Records for processing:
================

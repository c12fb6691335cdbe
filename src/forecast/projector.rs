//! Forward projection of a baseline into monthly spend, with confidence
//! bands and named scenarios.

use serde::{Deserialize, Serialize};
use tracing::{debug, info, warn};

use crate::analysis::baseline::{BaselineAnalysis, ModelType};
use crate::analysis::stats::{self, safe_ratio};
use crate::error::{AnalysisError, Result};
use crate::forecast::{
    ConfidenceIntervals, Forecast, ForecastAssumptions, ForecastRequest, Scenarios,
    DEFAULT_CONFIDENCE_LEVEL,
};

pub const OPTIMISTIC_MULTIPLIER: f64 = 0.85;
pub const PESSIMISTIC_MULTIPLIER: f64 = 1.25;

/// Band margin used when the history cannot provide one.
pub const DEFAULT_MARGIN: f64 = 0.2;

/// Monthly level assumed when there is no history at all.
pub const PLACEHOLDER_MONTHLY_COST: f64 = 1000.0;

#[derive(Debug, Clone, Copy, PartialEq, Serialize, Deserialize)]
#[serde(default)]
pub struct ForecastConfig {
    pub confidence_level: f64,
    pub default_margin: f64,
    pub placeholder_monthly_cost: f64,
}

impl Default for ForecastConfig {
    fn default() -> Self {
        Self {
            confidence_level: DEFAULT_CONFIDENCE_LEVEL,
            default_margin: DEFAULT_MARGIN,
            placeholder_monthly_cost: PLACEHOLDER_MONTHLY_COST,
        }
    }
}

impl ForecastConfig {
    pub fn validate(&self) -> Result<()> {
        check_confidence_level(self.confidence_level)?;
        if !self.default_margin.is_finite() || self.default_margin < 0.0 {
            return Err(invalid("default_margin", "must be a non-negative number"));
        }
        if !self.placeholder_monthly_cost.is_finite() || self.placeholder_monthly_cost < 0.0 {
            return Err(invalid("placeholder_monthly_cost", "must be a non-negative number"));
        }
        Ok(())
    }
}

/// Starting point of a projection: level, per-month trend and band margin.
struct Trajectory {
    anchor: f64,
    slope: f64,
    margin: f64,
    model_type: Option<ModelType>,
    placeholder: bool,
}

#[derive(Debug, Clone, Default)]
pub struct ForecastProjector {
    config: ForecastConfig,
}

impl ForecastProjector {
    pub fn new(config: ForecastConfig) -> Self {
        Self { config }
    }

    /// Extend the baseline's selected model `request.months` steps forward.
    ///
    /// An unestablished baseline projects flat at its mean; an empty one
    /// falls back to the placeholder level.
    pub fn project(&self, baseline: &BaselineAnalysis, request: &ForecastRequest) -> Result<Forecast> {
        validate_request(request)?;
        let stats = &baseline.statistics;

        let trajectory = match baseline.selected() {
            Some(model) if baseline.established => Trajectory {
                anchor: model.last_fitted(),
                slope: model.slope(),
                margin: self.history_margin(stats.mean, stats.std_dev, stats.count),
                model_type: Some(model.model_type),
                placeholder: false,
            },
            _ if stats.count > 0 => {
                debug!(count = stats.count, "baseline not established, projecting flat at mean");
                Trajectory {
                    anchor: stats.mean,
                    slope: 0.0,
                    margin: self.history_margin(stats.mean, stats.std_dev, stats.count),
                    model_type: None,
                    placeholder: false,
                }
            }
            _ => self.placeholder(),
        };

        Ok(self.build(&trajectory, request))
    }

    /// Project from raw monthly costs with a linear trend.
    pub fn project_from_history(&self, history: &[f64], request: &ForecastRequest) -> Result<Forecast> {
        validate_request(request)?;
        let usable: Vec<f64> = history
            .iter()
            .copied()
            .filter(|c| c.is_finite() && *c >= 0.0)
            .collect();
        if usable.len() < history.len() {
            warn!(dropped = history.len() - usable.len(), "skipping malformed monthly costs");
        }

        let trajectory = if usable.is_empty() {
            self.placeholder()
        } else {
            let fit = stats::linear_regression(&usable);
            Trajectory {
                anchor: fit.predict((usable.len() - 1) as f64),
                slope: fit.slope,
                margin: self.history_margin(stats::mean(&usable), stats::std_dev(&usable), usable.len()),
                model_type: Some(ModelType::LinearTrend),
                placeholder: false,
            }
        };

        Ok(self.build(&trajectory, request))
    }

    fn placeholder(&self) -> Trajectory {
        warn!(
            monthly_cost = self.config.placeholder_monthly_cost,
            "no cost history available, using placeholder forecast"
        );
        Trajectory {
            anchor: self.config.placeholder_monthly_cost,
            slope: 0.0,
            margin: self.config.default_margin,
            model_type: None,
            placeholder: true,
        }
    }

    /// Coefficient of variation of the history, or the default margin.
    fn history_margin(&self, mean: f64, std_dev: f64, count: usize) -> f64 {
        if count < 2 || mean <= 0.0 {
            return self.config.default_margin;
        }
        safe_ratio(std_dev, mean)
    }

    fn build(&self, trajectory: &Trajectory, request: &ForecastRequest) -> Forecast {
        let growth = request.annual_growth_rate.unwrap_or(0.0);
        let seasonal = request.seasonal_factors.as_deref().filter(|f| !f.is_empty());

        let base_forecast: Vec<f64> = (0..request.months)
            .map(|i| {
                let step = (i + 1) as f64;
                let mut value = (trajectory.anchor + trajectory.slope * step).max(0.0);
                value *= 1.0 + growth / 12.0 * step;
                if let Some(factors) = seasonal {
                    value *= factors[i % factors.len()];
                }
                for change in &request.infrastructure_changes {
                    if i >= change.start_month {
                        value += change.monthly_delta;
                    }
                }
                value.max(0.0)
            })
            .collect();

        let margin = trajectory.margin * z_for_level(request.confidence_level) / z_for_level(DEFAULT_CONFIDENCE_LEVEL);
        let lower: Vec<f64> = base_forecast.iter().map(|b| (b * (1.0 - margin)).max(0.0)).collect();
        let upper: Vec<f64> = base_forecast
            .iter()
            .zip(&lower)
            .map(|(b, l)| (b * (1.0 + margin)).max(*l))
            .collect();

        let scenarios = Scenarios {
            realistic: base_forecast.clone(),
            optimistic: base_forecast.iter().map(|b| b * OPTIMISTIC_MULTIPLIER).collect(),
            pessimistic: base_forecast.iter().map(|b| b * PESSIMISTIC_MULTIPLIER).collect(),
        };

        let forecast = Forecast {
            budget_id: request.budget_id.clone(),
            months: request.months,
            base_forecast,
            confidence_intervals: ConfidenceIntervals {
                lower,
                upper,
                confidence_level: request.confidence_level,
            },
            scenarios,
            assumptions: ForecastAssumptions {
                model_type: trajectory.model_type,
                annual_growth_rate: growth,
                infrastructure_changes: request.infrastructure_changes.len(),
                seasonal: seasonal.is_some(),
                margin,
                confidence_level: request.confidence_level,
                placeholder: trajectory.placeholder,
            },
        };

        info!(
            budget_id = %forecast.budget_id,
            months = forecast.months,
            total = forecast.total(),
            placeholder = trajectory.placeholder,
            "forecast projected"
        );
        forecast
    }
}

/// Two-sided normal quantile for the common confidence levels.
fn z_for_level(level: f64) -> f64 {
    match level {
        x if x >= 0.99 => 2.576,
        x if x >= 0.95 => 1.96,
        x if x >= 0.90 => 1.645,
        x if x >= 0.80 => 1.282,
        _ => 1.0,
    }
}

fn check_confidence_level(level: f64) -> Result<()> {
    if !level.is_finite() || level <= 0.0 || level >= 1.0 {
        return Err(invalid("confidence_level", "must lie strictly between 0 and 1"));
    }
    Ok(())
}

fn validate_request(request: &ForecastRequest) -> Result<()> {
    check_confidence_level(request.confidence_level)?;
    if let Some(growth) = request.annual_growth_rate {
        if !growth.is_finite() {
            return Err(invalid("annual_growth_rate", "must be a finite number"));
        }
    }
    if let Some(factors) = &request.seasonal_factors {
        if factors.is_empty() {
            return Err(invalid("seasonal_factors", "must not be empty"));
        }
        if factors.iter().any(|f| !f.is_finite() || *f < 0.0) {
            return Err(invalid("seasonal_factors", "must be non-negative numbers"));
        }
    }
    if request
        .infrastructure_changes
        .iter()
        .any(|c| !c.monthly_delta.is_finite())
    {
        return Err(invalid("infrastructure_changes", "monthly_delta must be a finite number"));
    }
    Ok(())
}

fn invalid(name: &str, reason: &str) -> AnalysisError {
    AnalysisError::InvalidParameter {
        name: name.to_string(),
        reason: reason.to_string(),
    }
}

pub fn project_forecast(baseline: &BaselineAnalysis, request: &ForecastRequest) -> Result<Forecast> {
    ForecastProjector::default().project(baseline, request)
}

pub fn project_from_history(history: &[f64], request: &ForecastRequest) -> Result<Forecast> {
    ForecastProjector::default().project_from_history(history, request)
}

================

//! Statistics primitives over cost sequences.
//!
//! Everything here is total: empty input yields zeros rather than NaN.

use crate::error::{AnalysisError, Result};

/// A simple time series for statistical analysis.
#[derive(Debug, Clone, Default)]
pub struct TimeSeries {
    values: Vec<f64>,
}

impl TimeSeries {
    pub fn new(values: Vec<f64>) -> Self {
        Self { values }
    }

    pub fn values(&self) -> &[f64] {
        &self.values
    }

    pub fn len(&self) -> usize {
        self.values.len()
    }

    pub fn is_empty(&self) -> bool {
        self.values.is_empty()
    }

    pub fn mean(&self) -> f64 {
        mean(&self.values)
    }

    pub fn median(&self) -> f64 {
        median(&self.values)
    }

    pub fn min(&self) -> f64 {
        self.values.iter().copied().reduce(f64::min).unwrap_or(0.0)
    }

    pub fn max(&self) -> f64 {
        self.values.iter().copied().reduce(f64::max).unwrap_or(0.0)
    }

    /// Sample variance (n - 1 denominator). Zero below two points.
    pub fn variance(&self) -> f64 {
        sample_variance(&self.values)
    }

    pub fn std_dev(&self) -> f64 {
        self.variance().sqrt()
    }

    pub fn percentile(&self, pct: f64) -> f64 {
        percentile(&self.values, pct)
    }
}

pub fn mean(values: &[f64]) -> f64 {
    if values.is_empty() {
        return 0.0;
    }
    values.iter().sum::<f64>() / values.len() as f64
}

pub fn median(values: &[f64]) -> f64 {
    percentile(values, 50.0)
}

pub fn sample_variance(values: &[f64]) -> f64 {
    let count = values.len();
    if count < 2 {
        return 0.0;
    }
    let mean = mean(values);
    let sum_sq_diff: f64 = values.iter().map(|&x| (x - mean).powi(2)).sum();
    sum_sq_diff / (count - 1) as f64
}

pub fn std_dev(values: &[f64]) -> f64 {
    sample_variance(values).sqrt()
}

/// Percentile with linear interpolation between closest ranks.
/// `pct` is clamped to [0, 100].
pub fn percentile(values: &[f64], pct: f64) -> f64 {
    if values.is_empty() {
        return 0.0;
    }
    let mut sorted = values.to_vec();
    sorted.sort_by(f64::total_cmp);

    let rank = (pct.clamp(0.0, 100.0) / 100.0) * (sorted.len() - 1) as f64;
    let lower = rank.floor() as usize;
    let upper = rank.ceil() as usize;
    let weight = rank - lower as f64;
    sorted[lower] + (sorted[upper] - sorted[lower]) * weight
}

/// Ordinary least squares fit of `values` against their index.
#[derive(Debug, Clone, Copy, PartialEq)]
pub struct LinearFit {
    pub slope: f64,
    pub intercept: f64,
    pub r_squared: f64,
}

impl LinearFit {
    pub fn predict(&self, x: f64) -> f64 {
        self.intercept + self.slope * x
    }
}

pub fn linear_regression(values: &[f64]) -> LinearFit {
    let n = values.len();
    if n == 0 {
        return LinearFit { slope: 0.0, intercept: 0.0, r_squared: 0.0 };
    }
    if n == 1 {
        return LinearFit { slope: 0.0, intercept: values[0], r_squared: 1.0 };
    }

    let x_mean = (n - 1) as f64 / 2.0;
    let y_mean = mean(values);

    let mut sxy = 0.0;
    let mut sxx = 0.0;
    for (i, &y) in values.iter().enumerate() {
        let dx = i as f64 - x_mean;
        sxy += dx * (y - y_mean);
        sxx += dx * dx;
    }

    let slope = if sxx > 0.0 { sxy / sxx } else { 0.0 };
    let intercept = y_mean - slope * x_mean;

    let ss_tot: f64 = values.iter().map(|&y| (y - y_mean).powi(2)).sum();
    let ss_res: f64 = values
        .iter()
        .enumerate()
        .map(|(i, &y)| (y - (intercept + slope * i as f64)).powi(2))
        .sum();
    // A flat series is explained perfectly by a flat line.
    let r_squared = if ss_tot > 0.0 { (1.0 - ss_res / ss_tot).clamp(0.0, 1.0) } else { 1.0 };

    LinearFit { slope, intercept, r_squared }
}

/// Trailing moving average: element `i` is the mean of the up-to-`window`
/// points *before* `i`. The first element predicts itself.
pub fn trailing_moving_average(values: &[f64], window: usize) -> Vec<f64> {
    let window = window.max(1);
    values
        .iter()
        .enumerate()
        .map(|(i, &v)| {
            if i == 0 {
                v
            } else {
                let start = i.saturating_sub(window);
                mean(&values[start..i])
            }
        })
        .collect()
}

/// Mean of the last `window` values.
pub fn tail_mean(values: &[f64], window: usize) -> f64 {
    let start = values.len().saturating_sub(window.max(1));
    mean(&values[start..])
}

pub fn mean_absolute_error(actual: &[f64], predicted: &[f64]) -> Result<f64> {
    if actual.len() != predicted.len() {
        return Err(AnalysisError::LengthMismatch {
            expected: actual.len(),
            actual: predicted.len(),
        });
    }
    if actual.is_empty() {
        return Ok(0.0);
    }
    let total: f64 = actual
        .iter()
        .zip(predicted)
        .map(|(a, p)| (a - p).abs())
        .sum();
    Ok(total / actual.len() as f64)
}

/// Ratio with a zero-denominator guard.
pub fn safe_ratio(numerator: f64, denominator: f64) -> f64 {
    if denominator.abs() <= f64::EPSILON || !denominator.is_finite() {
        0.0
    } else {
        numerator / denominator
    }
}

================

Instructions for the task: Your answer must be the count of lines in the data that contain "element", with no added words.

Your response: 2